So before you jump to a conclusion, you have to know life spans
of your people, in birth, death, marriages, and children. You have to be
realistic about travel times and modes of transport, climate, pirate or criminal
threats, pregnancies, newborns and nursing babies, ongoing international
politics and conflicts or wars. You have to look at maps, for goodness' sake. One website says that the Dyers were married at a church in Leicestershire. Excuse me, that would be in London, 100 miles to the south!

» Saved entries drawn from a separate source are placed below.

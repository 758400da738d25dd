mod ui;

use adw::prelude::*;
use gtk4::gio;
use gtk4::glib;
use libadwaita as adw;

use support_gtk::logger::setup_logger;
use support_gtk::settings::{app_cache_dir, load_app_settings};

use crate::ui::build_ui;

const APP_ID: &str = "nl.root3.Support";

fn main() -> glib::ExitCode {
    let settings = load_app_settings();
    let log_dir = if settings.log_to_file {
        app_cache_dir()
    } else {
        None
    };
    match setup_logger(settings.log_level_filter(), log_dir.as_deref()) {
        Ok(Some(path)) => log::info!("Logging to {}", path.display()),
        Ok(None) => {}
        Err(err) => eprintln!("Failed to initialize logging: {:#}", err),
    }

    adw::init().expect("Failed to initialize libadwaita");

    let app = adw::Application::builder()
        .application_id(APP_ID)
        .flags(gio::ApplicationFlags::FLAGS_NONE)
        .build();

    app.connect_activate(move |app| build_ui(app, &settings));

    app.run()
}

I’ve studied the family of Sir Henry Vane the Younger, after
whom I believe Henry Dyer was named because there aren’t Henrys (that we know
of) in the Dyer relatives. Vane named a daughter Mary, which was not a family name
among his or his wife’s relatives. Katherine Marbury Scott, Anne Hutchinson’s
younger sister, had no Marys in her relatives, so I think she named her
daughter after Mary Dyer, too.
After Mary Dyer was executed on June 1, 1660 (one website
called it May 32, 1660—think about that), her husband William married a woman
named Catherine in about 1661, and they had one daughter, Elizabeth, in 1661 or
62. I’ve actually seen a website that wrote that Elizabeth was Mary and William’s daughter,
born two years after Mary Dyer died.
And there’s the
persistent
myth that Mary Dyer was the daughter of Arbella Stuart and William
Seymour—but if you plot out the events from Arbella’s biography based on her
letters and papers, you’d see that the timing of who was where and when (never
mind the fantastic illogic) proves that there was never a Stuart-Seymour child.
Timelines, people! Do the math. Use your logic. Put it in context. “If it
doesn’t fit—you must quit!” (to
paraphrase from an infamous trial of the 1990s).

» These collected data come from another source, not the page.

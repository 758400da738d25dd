use std::env;
use std::fs;
use std::path::{Path, PathBuf};
use std::sync::Arc;
use std::time::Duration;

use serde::{Deserialize, Serialize};

use crate::catalog::{
    CATALOG_APP_PATH, CATALOG_CLI_PATH, CATALOG_SUITE, DbusHelperExecutor, HELPER_INTERFACE,
    HELPER_PATH, HELPER_SERVICE, Installation, PkexecExecutor, PrivilegedExecutor,
    SuitePreferences,
};

const APP_SETTINGS_FILE: &str = "settings.json";
const DEFAULT_PREFERENCES_DIR: &str = "/var/lib/catalog";

#[derive(Clone, Copy, Debug, Eq, PartialEq, Serialize, Deserialize)]
#[serde(rename_all = "snake_case")]
pub enum ExecutorBackend {
    Dbus,
    Pkexec,
}

impl Default for ExecutorBackend {
    fn default() -> Self {
        ExecutorBackend::Dbus
    }
}

#[derive(Clone, Debug, Serialize, Deserialize)]
pub struct AppSettings {
    #[serde(default)]
    pub window_width: Option<i32>,
    #[serde(default)]
    pub window_height: Option<i32>,
    #[serde(default)]
    pub executor: ExecutorBackend,
    #[serde(default = "default_helper_service")]
    pub helper_service: String,
    #[serde(default = "default_helper_path")]
    pub helper_path: String,
    #[serde(default = "default_helper_interface")]
    pub helper_interface: String,
    #[serde(default = "default_suite_name")]
    pub suite_name: String,
    #[serde(default = "default_preferences_dir")]
    pub preferences_dir: PathBuf,
    #[serde(default = "default_app_path")]
    pub app_path: PathBuf,
    #[serde(default = "default_cli_path")]
    pub cli_path: PathBuf,
    #[serde(default = "default_call_timeout_secs")]
    pub call_timeout_secs: u64,
    #[serde(default = "default_show_app_updates")]
    pub show_app_updates: bool,
    #[serde(default = "default_log_level")]
    pub log_level: String,
    #[serde(default)]
    pub log_to_file: bool,
}

fn default_helper_service() -> String {
    HELPER_SERVICE.to_string()
}

fn default_helper_path() -> String {
    HELPER_PATH.to_string()
}

fn default_helper_interface() -> String {
    HELPER_INTERFACE.to_string()
}

fn default_suite_name() -> String {
    CATALOG_SUITE.to_string()
}

fn default_preferences_dir() -> PathBuf {
    if let Ok(custom) = env::var("SUPPORT_GTK_PREFERENCES_DIR") {
        let trimmed = custom.trim();
        if !trimmed.is_empty() {
            return PathBuf::from(trimmed);
        }
    }
    PathBuf::from(DEFAULT_PREFERENCES_DIR)
}

fn default_app_path() -> PathBuf {
    PathBuf::from(CATALOG_APP_PATH)
}

fn default_cli_path() -> PathBuf {
    PathBuf::from(CATALOG_CLI_PATH)
}

fn default_call_timeout_secs() -> u64 {
    300
}

fn default_show_app_updates() -> bool {
    true
}

fn default_log_level() -> String {
    "info".to_string()
}

impl Default for AppSettings {
    fn default() -> Self {
        Self {
            window_width: None,
            window_height: None,
            executor: ExecutorBackend::default(),
            helper_service: default_helper_service(),
            helper_path: default_helper_path(),
            helper_interface: default_helper_interface(),
            suite_name: default_suite_name(),
            preferences_dir: default_preferences_dir(),
            app_path: default_app_path(),
            cli_path: default_cli_path(),
            call_timeout_secs: default_call_timeout_secs(),
            show_app_updates: default_show_app_updates(),
            log_level: default_log_level(),
            log_to_file: false,
        }
    }
}

impl AppSettings {
    pub fn call_timeout(&self) -> Duration {
        Duration::from_secs(self.call_timeout_secs.max(1))
    }

    pub fn installation(&self) -> Installation {
        Installation::new(self.app_path.clone(), self.cli_path.clone())
    }

    pub fn preferences(&self) -> SuitePreferences {
        SuitePreferences::new(&self.preferences_dir, &self.suite_name)
    }

    pub fn build_executor(&self) -> Arc<dyn PrivilegedExecutor> {
        match self.executor {
            ExecutorBackend::Dbus => Arc::new(DbusHelperExecutor::new(
                self.helper_service.clone(),
                self.helper_path.clone(),
                self.helper_interface.clone(),
            )),
            ExecutorBackend::Pkexec => Arc::new(PkexecExecutor),
        }
    }

    pub fn log_level_filter(&self) -> log::LevelFilter {
        self.log_level.parse().unwrap_or(log::LevelFilter::Info)
    }
}

pub fn load_app_settings() -> AppSettings {
    let Some(path) = app_settings_path() else {
        return AppSettings::default();
    };
    load_settings_from(&path)
}

pub fn load_settings_from(path: &Path) -> AppSettings {
    let Ok(content) = fs::read_to_string(path) else {
        return AppSettings::default();
    };

    serde_json::from_str(&content).unwrap_or_default()
}

pub fn save_app_settings(settings: &AppSettings) -> Result<(), String> {
    let Some(path) = app_settings_path() else {
        return Err("Unable to determine settings directory".to_string());
    };
    save_settings_to(settings, &path)
}

pub fn save_settings_to(settings: &AppSettings, path: &Path) -> Result<(), String> {
    if let Some(parent) = path.parent() {
        fs::create_dir_all(parent)
            .map_err(|err| format!("Failed to create settings directory: {}", err))?;
    }

    let data = serde_json::to_string_pretty(settings)
        .map_err(|err| format!("Failed to serialize settings: {}", err))?;

    fs::write(path, data).map_err(|err| format!("Failed to write settings: {}", err))
}

fn app_config_dir() -> Option<PathBuf> {
    if let Ok(custom) = env::var("SUPPORT_GTK_CONFIG_DIR") {
        let trimmed = custom.trim();
        if !trimmed.is_empty() {
            return Some(PathBuf::from(trimmed));
        }
    }

    if let Ok(config_home) = env::var("XDG_CONFIG_HOME") {
        let trimmed = config_home.trim();
        if !trimmed.is_empty() {
            return Some(PathBuf::from(trimmed).join("support-gtk"));
        }
    }

    if let Ok(home) = env::var("HOME") {
        let trimmed = home.trim();
        if !trimmed.is_empty() {
            return Some(PathBuf::from(trimmed).join(".config").join("support-gtk"));
        }
    }

    None
}

pub fn app_cache_dir() -> Option<PathBuf> {
    if let Ok(cache_home) = env::var("XDG_CACHE_HOME") {
        let trimmed = cache_home.trim();
        if !trimmed.is_empty() {
            return Some(PathBuf::from(trimmed).join("support-gtk"));
        }
    }

    if let Ok(home) = env::var("HOME") {
        let trimmed = home.trim();
        if !trimmed.is_empty() {
            return Some(PathBuf::from(trimmed).join(".cache").join("support-gtk"));
        }
    }

    None
}

fn app_settings_path() -> Option<PathBuf> {
    app_config_dir().map(|dir| dir.join(APP_SETTINGS_FILE))
}

#[cfg(test)]
mod tests {
    use super::*;

    #[test]
    fn missing_file_yields_defaults() {
        let dir = tempfile::tempdir().unwrap();
        let settings = load_settings_from(&dir.path().join("settings.json"));
        assert_eq!(settings.executor, ExecutorBackend::Dbus);
        assert_eq!(settings.suite_name, "nl.root3.catalog");
        assert_eq!(settings.cli_path, PathBuf::from("/usr/local/bin/catalog"));
        assert_eq!(settings.call_timeout(), Duration::from_secs(300));
    }

    #[test]
    fn partial_file_keeps_other_defaults() {
        let dir = tempfile::tempdir().unwrap();
        let path = dir.path().join("settings.json");
        fs::write(
            &path,
            r#"{"executor": "pkexec", "call_timeout_secs": 0, "log_level": "debug"}"#,
        )
        .unwrap();

        let settings = load_settings_from(&path);
        assert_eq!(settings.executor, ExecutorBackend::Pkexec);
        assert_eq!(settings.call_timeout(), Duration::from_secs(1));
        assert_eq!(settings.log_level_filter(), log::LevelFilter::Debug);
        assert_eq!(settings.helper_service, "nl.root3.support.helper");
        assert!(settings.show_app_updates);
    }

    #[test]
    fn corrupt_file_yields_defaults() {
        let dir = tempfile::tempdir().unwrap();
        let path = dir.path().join("settings.json");
        fs::write(&path, "{{{").unwrap();
        assert_eq!(load_settings_from(&path).executor, ExecutorBackend::Dbus);
    }

    #[test]
    fn saved_settings_load_back() {
        let dir = tempfile::tempdir().unwrap();
        let path = dir.path().join("nested").join("settings.json");
        let mut settings = AppSettings::default();
        settings.window_width = Some(640);
        settings.suite_name = "org.example.catalog".to_string();
        save_settings_to(&settings, &path).unwrap();

        let loaded = load_settings_from(&path);
        assert_eq!(loaded.window_width, Some(640));
        assert_eq!(loaded.preferences().path().file_name().unwrap(), "org.example.catalog.json");
    }
}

If you’d like to see the research that does
not repeat the mistakes, legends, and
hyperbole of the Victorian era (as immortalized in the books of Horatio Rogers
and Ruth Plimpton), you need to read the nonfiction book,
The Dyers of London, Boston, &
Newport. It’s written in short chapters and sorted by topics (Mary
Dyer, William Dyer, their associates/friends/enemies, the culture they lived
in, and cosmic events). The accounts of the early Quaker historians are
balanced or supplemented by discoveries in New England colonial annals,
archives of the British Library, the Massachusetts Archive and State Library, Winthrop journal and
papers, scores of out-of-print books, and a considerable bookshelf full of
recent research.
To read it in an in-depth story-telling style,
read both novels: Mary Dyer Illuminated; and Mary Dyer: For Such a Time as This.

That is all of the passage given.